App currently used for 110 government services, more to come

Hong Kong’s Office of the Government Chief Information Officer (OGCIO) has revealed that the territory is investigating the use of its digital ID in mainland China.

In a Q&A, Secretary for Innovation and Technology, Mr Alfred Sit, said “the OGCIO is exploring with relevant authorities in the Mainland and Macao the collaboration opportunities between their identity authentication systems and iAM Smart.”

iAM Smart is a marketing abbreviation for “internet Access by Mobile in a Smart way”. It was launched in December 2020 as a “single digital identity” and authentication tool for government transactions. Adopters were promised a one-stop-shop for complete e-forms and documents, renewing car licences, paying taxes and bills, registering to vote, booking vaccines, checking vaccine status and more.

Secretary Sit said opportunities to use iAM Smart across borders include “mutual recognition of electronic signature certificates to promote cross-boundary e-commerce applications, facilitating Hong Kong citizens to use iAM Smart to log in different online services, conduct online transactions, and perform digital signing with legal backing.”

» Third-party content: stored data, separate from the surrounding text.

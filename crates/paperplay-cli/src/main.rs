//! CLI entry point - the composition root.
//!
//! Wires the WebSocket connector and the chosen audio sink into a voice
//! engine, then feeds it stdin line by line.

use std::sync::Arc;
use std::time::Duration;

use clap::Parser;
use tokio::io::{AsyncBufReadExt, BufReader};
use tracing_subscriber::EnvFilter;

use paperplay_cli::{Cli, Input, describe, engine_config, parse_line, sink_factory};
use paperplay_voice::{SpeakController, WsConnector};

fn init_tracing(verbose: bool) {
    let default_filter = if verbose {
        "info,paperplay_voice=debug,paperplay_cli=debug"
    } else {
        "info"
    };
    let filter =
        EnvFilter::try_from_default_env().unwrap_or_else(|_| EnvFilter::new(default_filter));
    tracing_subscriber::fmt()
        .with_env_filter(filter)
        .with_writer(std::io::stderr)
        .init();
}

#[tokio::main]
async fn main() -> anyhow::Result<()> {
    // Load environment variables before clap reads its env fallbacks
    dotenvy::dotenv().ok();

    let cli = Cli::parse();
    init_tracing(cli.verbose);

    let config = engine_config(&cli);
    let sinks = sink_factory(&cli)?;
    let (voice, mut events) = SpeakController::spawn(&config, Arc::new(WsConnector), sinks)?;

    let printer = tokio::spawn(async move {
        while let Some(event) = events.recv().await {
            tracing::debug!(?event, "Engine event");
            if let Some(line) = describe(&event) {
                println!("{line}");
            }
        }
    });

    let mut lines = BufReader::new(tokio::io::stdin()).lines();
    loop {
        let line = tokio::select! {
            line = lines.next_line() => line?,
            _ = tokio::signal::ctrl_c() => break,
        };
        let Some(line) = line else {
            // Let the last utterance finish streaming.
            tokio::select! {
                () = tokio::time::sleep(Duration::from_secs(cli.linger)) => {}
                _ = tokio::signal::ctrl_c() => {}
            }
            break;
        };

        match parse_line(&line) {
            Input::Speak(text) => {
                if let Some(id) = voice.speak(text).await? {
                    tracing::debug!(session = %id, "Utterance requested");
                }
            }
            Input::Stop => voice.stop().await?,
            Input::Quit => break,
            Input::Blank => {}
        }
    }

    voice.shutdown().await?;
    printer.await?;
    Ok(())
}
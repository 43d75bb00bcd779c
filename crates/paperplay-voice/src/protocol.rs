//! Wire protocol of the voice streaming socket.
//!
//! | Direction | Frame | Content |
//! |---|---|---|
//! | Client → Server | Text | `{"text": "<utterance>"}`, one per `speak()` |
//! | Server → Client | Binary | One segment of an MPEG audio stream |
//! | Server → Client | Text | JSON control message, only `{"type":"error","error":"..."}` is understood |
//!
//! Binary frames carry no length prefix and no sequence number. Ordering is
//! the socket's arrival order and nothing else. The two message classes are
//! told apart by frame type, never by content.

use bytes::Bytes;
use serde::Serialize;
use serde_json::Value;

use crate::error::ProtocolError;

/// One WebSocket data frame, in either direction.
#[derive(Debug, Clone, PartialEq, Eq)]
pub enum Frame {
    /// Encoded audio (server → client).
    Binary(Bytes),
    /// JSON text (requests, control messages).
    Text(String),
}

/// The request sent once per utterance.
#[derive(Debug, Clone, PartialEq, Eq, Serialize)]
pub struct UtteranceRequest {
    pub text: String,
}

impl UtteranceRequest {
    pub fn new(text: impl Into<String>) -> Self {
        Self { text: text.into() }
    }

    /// Encode as the text frame the backend expects.
    pub fn to_frame(&self) -> Result<Frame, ProtocolError> {
        serde_json::to_string(self)
            .map(Frame::Text)
            .map_err(|e| ProtocolError::Encode(e.to_string()))
    }
}

/// A parsed server → client text frame.
#[derive(Debug, Clone, PartialEq, Eq)]
pub enum ControlMessage {
    /// The backend failed to synthesize the current utterance.
    Error { message: String },
    /// Valid JSON of any other shape.
    Unrecognized,
}

/// Parse a control frame, best effort.
///
/// The human-readable text is taken from `error`, falling back to `detail`
/// (the story socket's spelling of the same field).
pub fn parse_control(text: &str) -> Result<ControlMessage, ProtocolError> {
    let value: Value =
        serde_json::from_str(text).map_err(|e| ProtocolError::MalformedJson(e.to_string()))?;

    if value.get("type").and_then(Value::as_str) != Some("error") {
        return Ok(ControlMessage::Unrecognized);
    }

    let message = ["error", "detail"]
        .iter()
        .find_map(|key| value.get(*key).and_then(Value::as_str))
        .unwrap_or("unspecified error")
        .to_string();

    Ok(ControlMessage::Error { message })
}
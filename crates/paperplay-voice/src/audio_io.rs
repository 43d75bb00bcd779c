//! `StreamingAudioSink` and `SinkFactory`: the host-supplied audio output.
//!
//! The engine never decodes audio itself. It hands opaque MPEG segments to a
//! sink one at a time and waits for the sink's completion signal before
//! handing over the next one. Whatever sits behind the trait (a speaker, a
//! file, a browser `SourceBuffer` bridge) only has to honour four operations:
//!
//! | Operation | Meaning |
//! |---|---|
//! | [`SinkFactory::create`] | Allocate a sink attached to a paused player |
//! | [`StreamingAudioSink::append`] | Accept one segment, resolve when done |
//! | [`StreamingAudioSink::is_ready`] | Whether another append may start |
//! | [`play`](StreamingAudioSink::play) / [`pause`](StreamingAudioSink::pause) | Player control |
//!
//! | Implementor | Where used |
//! |---|---|
//! | [`FileSink`](crate::file_sink::FileSink) | CLI `--output`, records the MP3 stream |
//! | `RodioSink` | CLI `--play` (feature `playback`), local speakers |

use bytes::Bytes;
use futures_util::future::BoxFuture;

use crate::error::SinkError;

/// Completion signal of one [`StreamingAudioSink::append`] call.
///
/// Resolves once the sink can take the next chunk. `Err` means this chunk
/// was rejected; the sink remains usable.
pub type AppendCompletion = BoxFuture<'static, Result<(), SinkError>>;

/// An append that finished synchronously.
pub fn completed(result: Result<(), SinkError>) -> AppendCompletion {
    Box::pin(std::future::ready(result))
}

/// Output for one utterance's encoded audio.
///
/// At most one append is ever in flight per sink: the engine awaits each
/// [`AppendCompletion`] before calling `append` again.
pub trait StreamingAudioSink: Send {
    /// Whether the sink is able to accept an append right now.
    fn is_ready(&self) -> bool;

    /// Start appending one encoded segment.
    ///
    /// The returned future must not borrow the sink; it may outlive it when
    /// the session owning the sink is superseded mid-append.
    fn append(&mut self, chunk: Bytes) -> AppendCompletion;

    /// Start (or resume) output of the buffered audio.
    fn play(&mut self) -> Result<(), SinkError>;

    /// Pause output. Idempotent.
    fn pause(&mut self);
}

/// Creates one fresh sink per utterance.
pub trait SinkFactory: Send + Sync {
    fn create(&self) -> Result<Box<dyn StreamingAudioSink>, SinkError>;
}
//! Voice engine error types.
//!
//! None of these are fatal. Connection failures feed the reconnect loop,
//! protocol and decode failures are absorbed and reported as
//! [`EngineEvent`](crate::events::EngineEvent)s. Only [`VoiceError`] is ever
//! returned to a caller of [`SpeakController`](crate::controller::SpeakController).

/// Socket-level failures. Always transient.
#[derive(Debug, Clone, PartialEq, Eq, thiserror::Error)]
pub enum ConnectionError {
    /// Opening the socket failed (DNS, TCP, TLS or WebSocket handshake).
    #[error("Failed to connect to {endpoint}: {reason}")]
    ConnectFailed { endpoint: String, reason: String },

    /// Reading from or writing to an open socket failed.
    #[error("Socket I/O failed: {0}")]
    Io(String),

    /// The peer closed the socket or the stream ended.
    #[error("Socket closed")]
    Closed,
}

/// A text frame that could not be read or written.
#[derive(Debug, Clone, PartialEq, Eq, thiserror::Error)]
pub enum ProtocolError {
    /// The frame was not valid JSON.
    #[error("Malformed control frame: {0}")]
    MalformedJson(String),

    /// An outgoing request could not be serialized.
    #[error("Failed to encode request: {0}")]
    Encode(String),
}

/// Failures reported by a [`StreamingAudioSink`](crate::audio_io::StreamingAudioSink).
#[derive(Debug, Clone, PartialEq, Eq, thiserror::Error)]
pub enum SinkError {
    /// The sink rejected an appended chunk.
    #[error("Failed to decode audio chunk: {0}")]
    Decode(String),

    /// The output device or player could not be opened or started.
    #[error("Audio output error: {0}")]
    Output(String),

    /// Writing the chunk out failed.
    #[error("Sink I/O error: {0}")]
    Io(String),

    /// The sink was released before the append finished.
    #[error("Sink closed")]
    Closed,
}

impl From<std::io::Error> for SinkError {
    fn from(err: std::io::Error) -> Self {
        Self::Io(err.to_string())
    }
}

/// Errors returned by the public controller surface.
#[derive(Debug, thiserror::Error)]
pub enum VoiceError {
    /// The engine task has shut down; the handle is no longer usable.
    #[error("Voice engine is not running")]
    EngineStopped,

    /// Invalid engine configuration.
    #[error("Invalid voice engine configuration: {0}")]
    Config(String),

    /// Socket failure.
    #[error(transparent)]
    Connection(#[from] ConnectionError),

    /// Audio sink failure.
    #[error(transparent)]
    Sink(#[from] SinkError),
}
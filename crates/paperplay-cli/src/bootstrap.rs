//! Composition: turn parsed arguments into engine parts.

use std::path::PathBuf;
use std::sync::Arc;
use std::time::Duration;

use paperplay_voice::{FileSinkFactory, SinkError, SinkFactory, VoiceEngineConfig};

use crate::parser::Cli;

/// Recording used when neither `--output` nor `--play` is given.
pub const DEFAULT_OUTPUT: &str = "utterance.mp3";

pub fn engine_config(cli: &Cli) -> VoiceEngineConfig {
    let mut config = cli
        .url
        .as_ref()
        .map_or_else(VoiceEngineConfig::default, VoiceEngineConfig::with_endpoint);
    config.reconnect_delay = Duration::from_millis(cli.reconnect_delay_ms);
    config
}

/// Pick the audio output: speakers with `--play`, numbered MP3 files otherwise.
pub fn sink_factory(cli: &Cli) -> Result<Arc<dyn SinkFactory>, SinkError> {
    #[cfg(feature = "playback")]
    if cli.play {
        return Ok(Arc::new(paperplay_voice::RodioSinkFactory::new()?));
    }

    let output = cli
        .output
        .clone()
        .unwrap_or_else(|| PathBuf::from(DEFAULT_OUTPUT));
    tracing::info!(path = %output.display(), "Recording utterances");
    Ok(Arc::new(FileSinkFactory::new(output)))
}
//! Interpretation of stdin lines.

/// What one line of input asks for.
#[derive(Debug, Clone, PartialEq, Eq)]
pub enum Input {
    /// Speak this text.
    Speak(String),
    /// Pause the current utterance.
    Stop,
    /// Exit.
    Quit,
    /// Nothing to do.
    Blank,
}

/// Classify one line. Commands are matched after trimming; text is passed
/// through as typed.
pub fn parse_line(line: &str) -> Input {
    match line.trim() {
        "" => Input::Blank,
        ":stop" => Input::Stop,
        ":quit" | ":q" => Input::Quit,
        _ => Input::Speak(line.to_string()),
    }
}
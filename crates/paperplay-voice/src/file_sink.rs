//! Sink that records each utterance's MP3 stream to its own file.

use std::path::{Path, PathBuf};
use std::sync::Arc;
use std::sync::atomic::{AtomicU64, Ordering};

use bytes::Bytes;
use tokio::fs::File;
use tokio::io::AsyncWriteExt;
use tokio::sync::Mutex;

use crate::audio_io::{AppendCompletion, SinkFactory, StreamingAudioSink};
use crate::error::SinkError;

/// Writes appended segments, unchanged, to one file.
///
/// The write happens when the returned completion is polled, on tokio's
/// blocking pool, never inside `append` itself.
#[derive(Debug)]
pub struct FileSink {
    path: PathBuf,
    file: Arc<Mutex<File>>,
    playing: bool,
}

impl FileSink {
    pub fn create(path: impl Into<PathBuf>) -> Result<Self, SinkError> {
        let path = path.into();
        let file = std::fs::File::create(&path)?;
        tracing::debug!(path = %path.display(), "Recording utterance");
        Ok(Self {
            path,
            file: Arc::new(Mutex::new(File::from_std(file))),
            playing: false,
        })
    }

    pub fn path(&self) -> &Path {
        &self.path
    }

    pub const fn is_playing(&self) -> bool {
        self.playing
    }
}

async fn write_segment(file: &Mutex<File>, chunk: &[u8]) -> Result<(), SinkError> {
    let mut file = file.lock().await;
    file.write_all(chunk).await?;
    file.flush().await?;
    Ok(())
}

impl StreamingAudioSink for FileSink {
    fn is_ready(&self) -> bool {
        true
    }

    fn append(&mut self, chunk: Bytes) -> AppendCompletion {
        let file = Arc::clone(&self.file);
        let path = self.path.clone();
        Box::pin(async move {
            let result = write_segment(&file, &chunk).await;
            if let Err(e) = &result {
                tracing::warn!(path = %path.display(), error = %e, "Recording write failed");
            }
            result
        })
    }

    fn play(&mut self) -> Result<(), SinkError> {
        self.playing = true;
        Ok(())
    }

    fn pause(&mut self) {
        self.playing = false;
    }
}

/// Hands out [`FileSink`]s named `<stem>-<n>.mp3`, `n` counting from 1.
#[derive(Debug)]
pub struct FileSinkFactory {
    dir: PathBuf,
    stem: String,
    created: AtomicU64,
}

impl FileSinkFactory {
    /// `base` names the recording: `out/speech.mp3` yields `out/speech-1.mp3`,
    /// `out/speech-2.mp3`, ...
    pub fn new(base: impl AsRef<Path>) -> Self {
        let base = base.as_ref();
        let dir = base
            .parent()
            .map(Path::to_path_buf)
            .unwrap_or_default();
        let stem = base
            .file_stem()
            .map_or_else(|| "utterance".to_string(), |s| s.to_string_lossy().into_owned());
        Self {
            dir,
            stem,
            created: AtomicU64::new(0),
        }
    }

    /// Path of the `n`th recording.
    pub fn path_for(&self, n: u64) -> PathBuf {
        self.dir.join(format!("{}-{n}.mp3", self.stem))
    }
}

impl SinkFactory for FileSinkFactory {
    fn create(&self) -> Result<Box<dyn StreamingAudioSink>, SinkError> {
        let n = self.created.fetch_add(1, Ordering::Relaxed) + 1;
        Ok(Box::new(FileSink::create(self.path_for(n))?))
    }
}
#[tokio::test]
async fn control_frames_are_reported_not_fatal() {
    let backend = MockBackend::default();
    let sinks = SinkProbe::default();
    let (voice, mut rx) = start_open(&backend, &sinks).await;

    voice.speak("Hi").await.unwrap();
    backend.next_request().await;

    backend.push_text("not json");
    backend.push_text(r#"{"type":"error","error":"voice model unavailable"}"#);
    backend.push_text(r#"{"type":"progress"}"#);
    backend.push_audio(b"A");

    let events = events_until(&mut rx, |e| {
        matches!(e, EngineEvent::ChunkAppended { .. })
    })
    .await;

    assert!(events.iter().any(|e| matches!(e, EngineEvent::ProtocolError { .. })));
    assert!(events.contains(&EngineEvent::ServerError {
        message: "voice model unavailable".to_string(),
    }));
    assert!(
        !events
            .iter()
            .any(|e| matches!(e, EngineEvent::Connection(ConnectionEvent::Closed { .. })))
    );
    assert_eq!(
        voice.state().await.unwrap().connection.state,
        ConnectionState::Open
    );
}

#[tokio::test]
async fn blank_text_is_ignored() {
    let backend = MockBackend::default();
    let sinks = SinkProbe::default();
    let (voice, mut rx) = start_open(&backend, &sinks).await;

    assert_eq!(voice.speak("   \n").await.unwrap(), None);

    assert!(drain_events(&mut rx).is_empty());
    assert_eq!(backend.pending_requests(), 0);
    assert_eq!(sinks.created(), 0);
}

#[tokio::test(start_paused = true)]
async fn speak_while_disconnected_is_ignored() {
    let backend = MockBackend::refusing();
    let sinks = SinkProbe::default();
    let (voice, mut rx) = start(&backend, &sinks);

    events_until(&mut rx, |e| {
        matches!(e, EngineEvent::Connection(ConnectionEvent::Closed { .. }))
    })
    .await;

    assert_eq!(voice.speak("anyone there?").await.unwrap(), None);
    events_until(&mut rx, |e| *e == EngineEvent::NotConnected).await;
    assert_eq!(sinks.created(), 0);
    assert!(voice.state().await.unwrap().session.is_none());
}

#[tokio::test(start_paused = true)]
async fn connection_loss_reconnects_after_fixed_delay() {
    let backend = MockBackend::default();
    let sinks = SinkProbe::default();
    let (voice, mut rx) = start_open(&backend, &sinks).await;

    voice.speak("Hi").await.unwrap();
    backend.next_request().await;
    backend.push_audio(b"A");
    events_until(&mut rx, |e| {
        matches!(e, EngineEvent::ChunkAppended { .. })
    })
    .await;

    backend.drop_sockets();
    let events = events_until(&mut rx, |e| {
        matches!(
            e,
            EngineEvent::Connection(ConnectionEvent::ReconnectScheduled { .. })
        )
    })
    .await;
    let closed_at = Instant::now();
    assert!(events.contains(&state_event(1, SessionState::ConnectionLost)));
    assert_eq!(
        events.last(),
        Some(&EngineEvent::Connection(
            ConnectionEvent::ReconnectScheduled {
                delay: Duration::from_millis(2000)
            }
        ))
    );

    events_until(&mut rx, |e| {
        *e == EngineEvent::Connection(ConnectionEvent::Connecting)
    })
    .await;
    assert!(closed_at.elapsed() >= Duration::from_millis(2000));
    events_until(&mut rx, |e| {
        *e == EngineEvent::Connection(ConnectionEvent::Opened)
    })
    .await;
    assert_eq!(backend.attempts(), 2);

    // The engine is usable again on the new socket.
    assert_eq!(
        voice.speak("again").await.unwrap(),
        Some(SessionId::new(2))
    );
    assert_eq!(
        backend.next_request().await,
        serde_json::json!({ "text": "again" })
    );
}

#[tokio::test(start_paused = true)]
async fn shutdown_cancels_pending_reconnect() {
    let backend = MockBackend::refusing();
    let sinks = SinkProbe::default();
    let (voice, mut rx) = start(&backend, &sinks);

    events_until(&mut rx, |e| {
        matches!(
            e,
            EngineEvent::Connection(ConnectionEvent::ReconnectScheduled { .. })
        )
    })
    .await;

    voice.shutdown().await.unwrap();
    tokio::time::sleep(Duration::from_secs(30)).await;

    assert_eq!(backend.attempts(), 1);
    assert!(matches!(
        voice.speak("too late").await,
        Err(VoiceError::EngineStopped)
    ));
    assert!(matches!(voice.stop().await, Err(VoiceError::EngineStopped)));
    voice.shutdown().await.unwrap();
}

Sit promised further details in due course.

The project has adopted a cute little green cartoon character, who may or may not be an anthropomorphised keychain, to explain it to you:

Youtube Video

Since launch, iAM Smart has seen over 600,000 registrations. Sit argued that the participation rate of 8.7 per cent of those eligible is quite healthy, given the six-month post-debut adoption rates of similar tech programs by other countries – for example Belgium (2.6 per cent), Estonia (3.6 per cent) and Singapore (4.0 per cent).

Currently over 110 government services are included on the app, with 180 expected by the end of 2023.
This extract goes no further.